Once the line containing "let grant = self.client.signup(identifier, secret).await?;" is found in the entries below, restate it and each following line word for word, stopping after the line containing "session as it was".

---------- Information ----------

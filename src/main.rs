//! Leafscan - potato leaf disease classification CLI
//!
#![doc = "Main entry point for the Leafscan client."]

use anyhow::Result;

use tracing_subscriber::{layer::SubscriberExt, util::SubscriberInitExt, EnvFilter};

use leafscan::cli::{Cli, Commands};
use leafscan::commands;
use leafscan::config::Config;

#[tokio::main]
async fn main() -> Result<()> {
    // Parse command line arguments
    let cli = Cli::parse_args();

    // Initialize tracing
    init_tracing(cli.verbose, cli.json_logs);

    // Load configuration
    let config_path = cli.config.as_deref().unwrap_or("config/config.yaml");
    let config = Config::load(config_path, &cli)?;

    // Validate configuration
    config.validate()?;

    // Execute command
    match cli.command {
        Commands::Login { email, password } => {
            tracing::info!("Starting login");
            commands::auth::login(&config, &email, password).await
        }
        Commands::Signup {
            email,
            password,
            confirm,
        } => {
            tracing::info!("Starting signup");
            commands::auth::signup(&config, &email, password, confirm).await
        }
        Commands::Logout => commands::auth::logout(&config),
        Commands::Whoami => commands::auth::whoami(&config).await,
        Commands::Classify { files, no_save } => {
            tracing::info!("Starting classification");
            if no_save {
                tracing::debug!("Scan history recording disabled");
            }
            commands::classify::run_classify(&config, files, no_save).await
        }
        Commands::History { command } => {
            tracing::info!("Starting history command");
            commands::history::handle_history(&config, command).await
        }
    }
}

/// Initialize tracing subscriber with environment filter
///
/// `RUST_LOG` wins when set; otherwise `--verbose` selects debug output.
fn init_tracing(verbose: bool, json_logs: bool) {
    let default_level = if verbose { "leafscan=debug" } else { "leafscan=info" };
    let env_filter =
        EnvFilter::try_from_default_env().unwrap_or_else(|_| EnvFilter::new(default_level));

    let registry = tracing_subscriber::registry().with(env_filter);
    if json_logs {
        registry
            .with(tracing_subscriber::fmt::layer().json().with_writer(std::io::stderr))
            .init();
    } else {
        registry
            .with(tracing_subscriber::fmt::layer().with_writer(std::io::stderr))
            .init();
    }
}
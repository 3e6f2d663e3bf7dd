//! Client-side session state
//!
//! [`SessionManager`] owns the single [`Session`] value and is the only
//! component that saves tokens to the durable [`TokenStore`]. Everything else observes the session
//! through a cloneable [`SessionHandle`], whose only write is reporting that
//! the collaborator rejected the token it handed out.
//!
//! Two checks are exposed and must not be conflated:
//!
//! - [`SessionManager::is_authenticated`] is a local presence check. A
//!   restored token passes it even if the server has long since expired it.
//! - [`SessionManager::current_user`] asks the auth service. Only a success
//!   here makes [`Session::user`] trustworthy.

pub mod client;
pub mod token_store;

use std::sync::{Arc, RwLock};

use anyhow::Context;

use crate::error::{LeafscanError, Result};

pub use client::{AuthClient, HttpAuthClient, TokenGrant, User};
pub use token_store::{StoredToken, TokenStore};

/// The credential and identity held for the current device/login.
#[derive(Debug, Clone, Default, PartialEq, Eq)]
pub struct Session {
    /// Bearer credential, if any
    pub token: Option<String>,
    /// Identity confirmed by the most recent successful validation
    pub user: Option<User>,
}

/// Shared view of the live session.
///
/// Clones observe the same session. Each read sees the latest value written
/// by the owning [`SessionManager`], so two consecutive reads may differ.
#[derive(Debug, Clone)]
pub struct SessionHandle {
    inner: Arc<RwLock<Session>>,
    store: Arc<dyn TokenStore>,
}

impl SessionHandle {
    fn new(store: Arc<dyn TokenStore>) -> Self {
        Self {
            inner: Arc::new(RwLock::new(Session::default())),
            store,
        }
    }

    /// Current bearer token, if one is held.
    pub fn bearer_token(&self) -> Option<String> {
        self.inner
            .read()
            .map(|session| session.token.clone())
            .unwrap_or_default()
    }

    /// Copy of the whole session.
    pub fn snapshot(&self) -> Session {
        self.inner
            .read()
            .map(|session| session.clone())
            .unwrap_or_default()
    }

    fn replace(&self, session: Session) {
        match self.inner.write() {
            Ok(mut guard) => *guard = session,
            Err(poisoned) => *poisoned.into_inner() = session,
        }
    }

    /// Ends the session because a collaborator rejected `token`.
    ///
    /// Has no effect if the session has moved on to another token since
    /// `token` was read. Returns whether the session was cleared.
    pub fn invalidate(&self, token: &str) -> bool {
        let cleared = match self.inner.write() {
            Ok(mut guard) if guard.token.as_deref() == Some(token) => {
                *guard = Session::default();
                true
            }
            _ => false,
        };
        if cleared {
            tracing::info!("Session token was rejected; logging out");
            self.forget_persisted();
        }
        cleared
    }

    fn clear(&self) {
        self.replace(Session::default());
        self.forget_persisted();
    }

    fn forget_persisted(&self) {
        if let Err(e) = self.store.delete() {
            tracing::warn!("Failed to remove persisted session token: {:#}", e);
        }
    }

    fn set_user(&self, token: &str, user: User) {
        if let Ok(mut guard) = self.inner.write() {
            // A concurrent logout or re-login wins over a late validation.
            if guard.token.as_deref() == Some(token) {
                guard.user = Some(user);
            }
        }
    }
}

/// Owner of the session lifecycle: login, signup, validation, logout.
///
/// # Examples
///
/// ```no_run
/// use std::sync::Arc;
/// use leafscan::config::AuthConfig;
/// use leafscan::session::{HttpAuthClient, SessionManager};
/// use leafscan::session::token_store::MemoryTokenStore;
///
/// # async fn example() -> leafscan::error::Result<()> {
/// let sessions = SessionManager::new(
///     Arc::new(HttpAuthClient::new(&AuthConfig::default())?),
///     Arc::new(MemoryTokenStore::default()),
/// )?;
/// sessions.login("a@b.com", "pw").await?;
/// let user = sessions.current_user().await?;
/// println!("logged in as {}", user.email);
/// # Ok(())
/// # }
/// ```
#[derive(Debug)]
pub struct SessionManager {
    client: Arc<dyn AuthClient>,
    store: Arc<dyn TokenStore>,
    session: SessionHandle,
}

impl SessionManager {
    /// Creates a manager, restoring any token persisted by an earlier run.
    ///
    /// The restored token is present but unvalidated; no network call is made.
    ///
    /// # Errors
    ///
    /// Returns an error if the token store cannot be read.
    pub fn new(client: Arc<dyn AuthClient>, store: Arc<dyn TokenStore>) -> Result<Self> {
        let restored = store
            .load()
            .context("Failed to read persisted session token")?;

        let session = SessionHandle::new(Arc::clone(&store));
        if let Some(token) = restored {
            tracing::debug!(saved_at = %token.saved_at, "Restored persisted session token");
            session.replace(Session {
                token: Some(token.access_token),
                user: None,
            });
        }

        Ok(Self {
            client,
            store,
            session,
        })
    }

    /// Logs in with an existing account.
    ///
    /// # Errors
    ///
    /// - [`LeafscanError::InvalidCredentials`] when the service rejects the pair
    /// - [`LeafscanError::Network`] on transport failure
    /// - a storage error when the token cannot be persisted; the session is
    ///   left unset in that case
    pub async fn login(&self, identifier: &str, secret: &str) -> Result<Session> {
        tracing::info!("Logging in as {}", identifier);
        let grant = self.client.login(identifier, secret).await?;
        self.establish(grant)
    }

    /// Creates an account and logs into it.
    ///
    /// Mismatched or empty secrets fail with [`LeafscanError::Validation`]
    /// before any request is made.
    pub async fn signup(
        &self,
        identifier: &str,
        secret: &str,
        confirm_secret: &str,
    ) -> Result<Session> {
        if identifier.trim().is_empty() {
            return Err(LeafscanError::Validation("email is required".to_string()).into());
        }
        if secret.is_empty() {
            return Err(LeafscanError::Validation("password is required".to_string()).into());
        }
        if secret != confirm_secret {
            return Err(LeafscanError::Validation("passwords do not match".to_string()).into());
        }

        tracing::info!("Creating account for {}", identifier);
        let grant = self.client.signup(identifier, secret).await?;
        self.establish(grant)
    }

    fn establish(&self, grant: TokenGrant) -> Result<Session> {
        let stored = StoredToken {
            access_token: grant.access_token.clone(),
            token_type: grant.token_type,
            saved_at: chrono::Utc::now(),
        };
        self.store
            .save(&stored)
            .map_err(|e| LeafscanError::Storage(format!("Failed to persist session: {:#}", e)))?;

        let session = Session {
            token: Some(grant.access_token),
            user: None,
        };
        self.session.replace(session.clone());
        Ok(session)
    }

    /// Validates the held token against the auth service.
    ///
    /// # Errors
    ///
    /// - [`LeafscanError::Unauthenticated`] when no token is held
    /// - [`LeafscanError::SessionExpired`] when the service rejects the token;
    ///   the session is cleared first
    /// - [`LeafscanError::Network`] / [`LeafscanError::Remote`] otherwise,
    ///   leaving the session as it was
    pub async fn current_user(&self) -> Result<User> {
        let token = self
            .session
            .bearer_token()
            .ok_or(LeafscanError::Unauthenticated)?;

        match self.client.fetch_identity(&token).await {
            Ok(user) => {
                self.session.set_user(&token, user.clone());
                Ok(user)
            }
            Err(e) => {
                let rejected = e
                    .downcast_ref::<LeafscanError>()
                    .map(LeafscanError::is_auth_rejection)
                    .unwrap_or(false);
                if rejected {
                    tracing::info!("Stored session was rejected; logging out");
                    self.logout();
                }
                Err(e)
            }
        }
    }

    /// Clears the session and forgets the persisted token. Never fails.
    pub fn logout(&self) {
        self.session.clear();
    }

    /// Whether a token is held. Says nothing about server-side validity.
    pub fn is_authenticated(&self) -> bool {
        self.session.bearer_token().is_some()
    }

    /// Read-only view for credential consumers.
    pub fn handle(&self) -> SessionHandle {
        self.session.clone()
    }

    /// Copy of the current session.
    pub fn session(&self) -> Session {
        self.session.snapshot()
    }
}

----------
---------- Information ----------

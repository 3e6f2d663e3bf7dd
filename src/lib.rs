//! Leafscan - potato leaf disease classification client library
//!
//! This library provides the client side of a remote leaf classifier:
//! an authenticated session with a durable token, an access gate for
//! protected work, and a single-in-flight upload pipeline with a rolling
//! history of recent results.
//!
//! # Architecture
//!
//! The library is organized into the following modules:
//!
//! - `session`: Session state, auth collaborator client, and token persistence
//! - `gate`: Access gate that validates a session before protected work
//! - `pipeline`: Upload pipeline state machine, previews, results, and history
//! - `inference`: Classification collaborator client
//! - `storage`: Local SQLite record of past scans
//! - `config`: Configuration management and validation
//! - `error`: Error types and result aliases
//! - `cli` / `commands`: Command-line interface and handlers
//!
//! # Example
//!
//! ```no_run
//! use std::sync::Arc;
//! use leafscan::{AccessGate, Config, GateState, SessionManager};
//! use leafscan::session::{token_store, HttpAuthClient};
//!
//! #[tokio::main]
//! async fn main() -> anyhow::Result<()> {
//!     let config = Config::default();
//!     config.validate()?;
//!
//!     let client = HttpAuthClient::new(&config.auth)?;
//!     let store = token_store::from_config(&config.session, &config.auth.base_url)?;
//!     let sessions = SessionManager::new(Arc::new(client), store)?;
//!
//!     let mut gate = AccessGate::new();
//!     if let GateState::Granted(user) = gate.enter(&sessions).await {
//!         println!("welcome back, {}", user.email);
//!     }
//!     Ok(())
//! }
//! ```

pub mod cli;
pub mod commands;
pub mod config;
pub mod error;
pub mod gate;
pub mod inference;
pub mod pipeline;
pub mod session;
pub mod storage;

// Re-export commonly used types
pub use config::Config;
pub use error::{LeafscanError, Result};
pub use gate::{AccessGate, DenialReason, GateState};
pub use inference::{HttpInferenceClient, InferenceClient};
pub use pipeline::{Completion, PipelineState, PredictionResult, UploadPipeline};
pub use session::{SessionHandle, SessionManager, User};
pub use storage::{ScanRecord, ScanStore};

----------
---------- Information ----------

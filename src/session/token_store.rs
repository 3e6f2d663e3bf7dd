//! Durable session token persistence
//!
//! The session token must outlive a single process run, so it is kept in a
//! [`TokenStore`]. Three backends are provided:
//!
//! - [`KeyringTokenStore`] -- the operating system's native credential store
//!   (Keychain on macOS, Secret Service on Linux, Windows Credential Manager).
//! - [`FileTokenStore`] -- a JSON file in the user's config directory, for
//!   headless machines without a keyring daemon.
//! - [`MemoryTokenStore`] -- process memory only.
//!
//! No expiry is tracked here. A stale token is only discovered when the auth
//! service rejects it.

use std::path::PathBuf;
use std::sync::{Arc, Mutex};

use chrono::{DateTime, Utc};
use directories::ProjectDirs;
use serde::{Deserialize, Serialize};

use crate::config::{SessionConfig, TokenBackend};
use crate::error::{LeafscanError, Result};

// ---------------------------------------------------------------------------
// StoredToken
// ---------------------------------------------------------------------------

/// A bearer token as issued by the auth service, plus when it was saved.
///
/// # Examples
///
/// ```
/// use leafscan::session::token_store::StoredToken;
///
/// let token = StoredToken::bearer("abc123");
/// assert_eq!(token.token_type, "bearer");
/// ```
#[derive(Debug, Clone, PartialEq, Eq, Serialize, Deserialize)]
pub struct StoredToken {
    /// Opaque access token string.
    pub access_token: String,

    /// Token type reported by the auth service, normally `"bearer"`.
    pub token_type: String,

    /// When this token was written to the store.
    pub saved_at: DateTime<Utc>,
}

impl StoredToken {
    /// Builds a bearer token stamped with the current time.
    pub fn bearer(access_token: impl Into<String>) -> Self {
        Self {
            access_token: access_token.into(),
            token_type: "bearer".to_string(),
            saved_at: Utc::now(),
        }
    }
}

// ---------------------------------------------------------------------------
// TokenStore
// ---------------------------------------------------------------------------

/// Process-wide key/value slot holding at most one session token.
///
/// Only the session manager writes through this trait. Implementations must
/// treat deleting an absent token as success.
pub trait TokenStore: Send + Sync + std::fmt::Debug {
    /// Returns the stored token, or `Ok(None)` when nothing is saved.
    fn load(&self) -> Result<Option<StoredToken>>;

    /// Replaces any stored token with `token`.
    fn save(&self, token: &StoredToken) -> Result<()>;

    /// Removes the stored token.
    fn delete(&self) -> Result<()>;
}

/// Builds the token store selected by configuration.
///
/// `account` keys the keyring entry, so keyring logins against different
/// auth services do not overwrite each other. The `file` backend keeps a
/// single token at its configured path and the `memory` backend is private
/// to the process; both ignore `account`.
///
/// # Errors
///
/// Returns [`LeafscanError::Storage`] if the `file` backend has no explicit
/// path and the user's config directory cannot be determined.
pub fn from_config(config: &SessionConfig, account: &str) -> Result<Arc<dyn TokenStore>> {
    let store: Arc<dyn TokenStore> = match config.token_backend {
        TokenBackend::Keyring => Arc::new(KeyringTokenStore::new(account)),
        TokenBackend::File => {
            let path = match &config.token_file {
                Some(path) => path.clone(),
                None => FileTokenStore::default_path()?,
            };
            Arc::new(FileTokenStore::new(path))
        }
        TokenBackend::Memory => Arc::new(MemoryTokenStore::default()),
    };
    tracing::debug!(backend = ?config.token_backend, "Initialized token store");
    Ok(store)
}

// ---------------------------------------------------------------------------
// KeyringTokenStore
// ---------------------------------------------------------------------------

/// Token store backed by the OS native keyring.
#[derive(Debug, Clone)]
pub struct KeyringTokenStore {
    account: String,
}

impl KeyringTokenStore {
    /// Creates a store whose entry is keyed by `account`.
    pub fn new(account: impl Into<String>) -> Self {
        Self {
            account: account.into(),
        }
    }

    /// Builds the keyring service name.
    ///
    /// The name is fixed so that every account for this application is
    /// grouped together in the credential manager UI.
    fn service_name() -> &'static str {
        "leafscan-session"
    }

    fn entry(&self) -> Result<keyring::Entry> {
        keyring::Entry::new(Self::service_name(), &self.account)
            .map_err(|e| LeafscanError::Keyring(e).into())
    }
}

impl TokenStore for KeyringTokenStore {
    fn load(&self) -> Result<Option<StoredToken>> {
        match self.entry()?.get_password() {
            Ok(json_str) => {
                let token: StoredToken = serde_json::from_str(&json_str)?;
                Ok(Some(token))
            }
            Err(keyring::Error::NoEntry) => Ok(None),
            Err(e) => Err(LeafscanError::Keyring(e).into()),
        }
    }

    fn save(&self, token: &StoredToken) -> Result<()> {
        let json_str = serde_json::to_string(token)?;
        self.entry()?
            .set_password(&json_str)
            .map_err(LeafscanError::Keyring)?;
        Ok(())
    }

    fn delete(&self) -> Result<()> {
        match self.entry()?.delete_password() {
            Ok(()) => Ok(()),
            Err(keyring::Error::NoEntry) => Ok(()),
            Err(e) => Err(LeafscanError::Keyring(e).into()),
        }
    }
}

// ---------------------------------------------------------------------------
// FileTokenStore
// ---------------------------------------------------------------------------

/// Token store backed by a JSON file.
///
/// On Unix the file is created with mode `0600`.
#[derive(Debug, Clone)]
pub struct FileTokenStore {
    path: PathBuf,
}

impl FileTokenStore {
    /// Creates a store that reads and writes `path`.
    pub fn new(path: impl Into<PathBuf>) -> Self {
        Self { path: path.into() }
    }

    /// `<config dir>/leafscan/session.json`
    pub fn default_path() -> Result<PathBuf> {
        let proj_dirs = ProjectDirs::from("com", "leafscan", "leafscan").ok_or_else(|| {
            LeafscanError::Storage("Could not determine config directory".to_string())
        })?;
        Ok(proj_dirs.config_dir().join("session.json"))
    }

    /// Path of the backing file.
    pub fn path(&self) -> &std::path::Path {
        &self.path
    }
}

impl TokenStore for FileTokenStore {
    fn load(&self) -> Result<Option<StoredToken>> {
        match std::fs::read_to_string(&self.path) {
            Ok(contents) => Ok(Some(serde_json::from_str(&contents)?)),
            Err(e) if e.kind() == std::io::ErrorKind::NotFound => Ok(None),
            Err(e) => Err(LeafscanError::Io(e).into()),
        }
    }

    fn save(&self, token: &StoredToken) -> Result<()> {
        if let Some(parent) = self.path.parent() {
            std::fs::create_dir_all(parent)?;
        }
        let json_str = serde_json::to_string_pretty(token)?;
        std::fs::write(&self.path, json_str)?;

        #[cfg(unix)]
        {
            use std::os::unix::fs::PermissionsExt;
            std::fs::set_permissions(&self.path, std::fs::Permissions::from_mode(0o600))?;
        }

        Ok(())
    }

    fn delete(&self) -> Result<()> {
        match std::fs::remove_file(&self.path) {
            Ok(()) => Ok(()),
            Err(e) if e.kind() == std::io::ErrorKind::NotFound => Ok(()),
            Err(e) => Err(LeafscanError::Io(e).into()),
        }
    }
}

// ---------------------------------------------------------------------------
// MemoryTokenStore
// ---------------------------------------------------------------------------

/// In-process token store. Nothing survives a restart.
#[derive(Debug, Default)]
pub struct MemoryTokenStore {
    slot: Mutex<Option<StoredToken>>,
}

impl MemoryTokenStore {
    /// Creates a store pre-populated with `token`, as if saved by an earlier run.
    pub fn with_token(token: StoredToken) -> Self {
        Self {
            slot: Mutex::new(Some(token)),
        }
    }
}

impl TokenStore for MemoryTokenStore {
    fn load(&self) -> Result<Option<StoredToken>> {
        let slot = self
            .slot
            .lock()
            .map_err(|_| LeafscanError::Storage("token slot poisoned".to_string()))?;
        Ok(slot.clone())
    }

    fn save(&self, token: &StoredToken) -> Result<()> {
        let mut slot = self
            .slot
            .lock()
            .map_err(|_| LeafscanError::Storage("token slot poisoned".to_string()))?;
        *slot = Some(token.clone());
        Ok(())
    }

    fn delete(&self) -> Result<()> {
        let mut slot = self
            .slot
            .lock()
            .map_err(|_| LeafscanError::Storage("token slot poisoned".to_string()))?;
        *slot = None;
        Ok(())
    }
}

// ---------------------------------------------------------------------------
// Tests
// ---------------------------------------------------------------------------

----------

> _Expected answer_
        let grant = self.client.signup(identifier, secret).await?;
        self.establish(grant)
    }

    fn establish(&self, grant: TokenGrant) -> Result<Session> {
        let stored = StoredToken {
            access_token: grant.access_token.clone(),
            token_type: grant.token_type,
            saved_at: chrono::Utc::now(),
        };
        self.store
            .save(&stored)
            .map_err(|e| LeafscanError::Storage(format!("Failed to persist session: {:#}", e)))?;

        let session = Session {
            token: Some(grant.access_token),
            user: None,
        };
        self.session.replace(session.clone());
        Ok(session)
    }

    /// Validates the held token against the auth service.
    ///
    /// # Errors
    ///
    /// - [`LeafscanError::Unauthenticated`] when no token is held
    /// - [`LeafscanError::SessionExpired`] when the service rejects the token;
    ///   the session is cleared first
    /// - [`LeafscanError::Network`] / [`LeafscanError::Remote`] otherwise,
    ///   leaving the session as it was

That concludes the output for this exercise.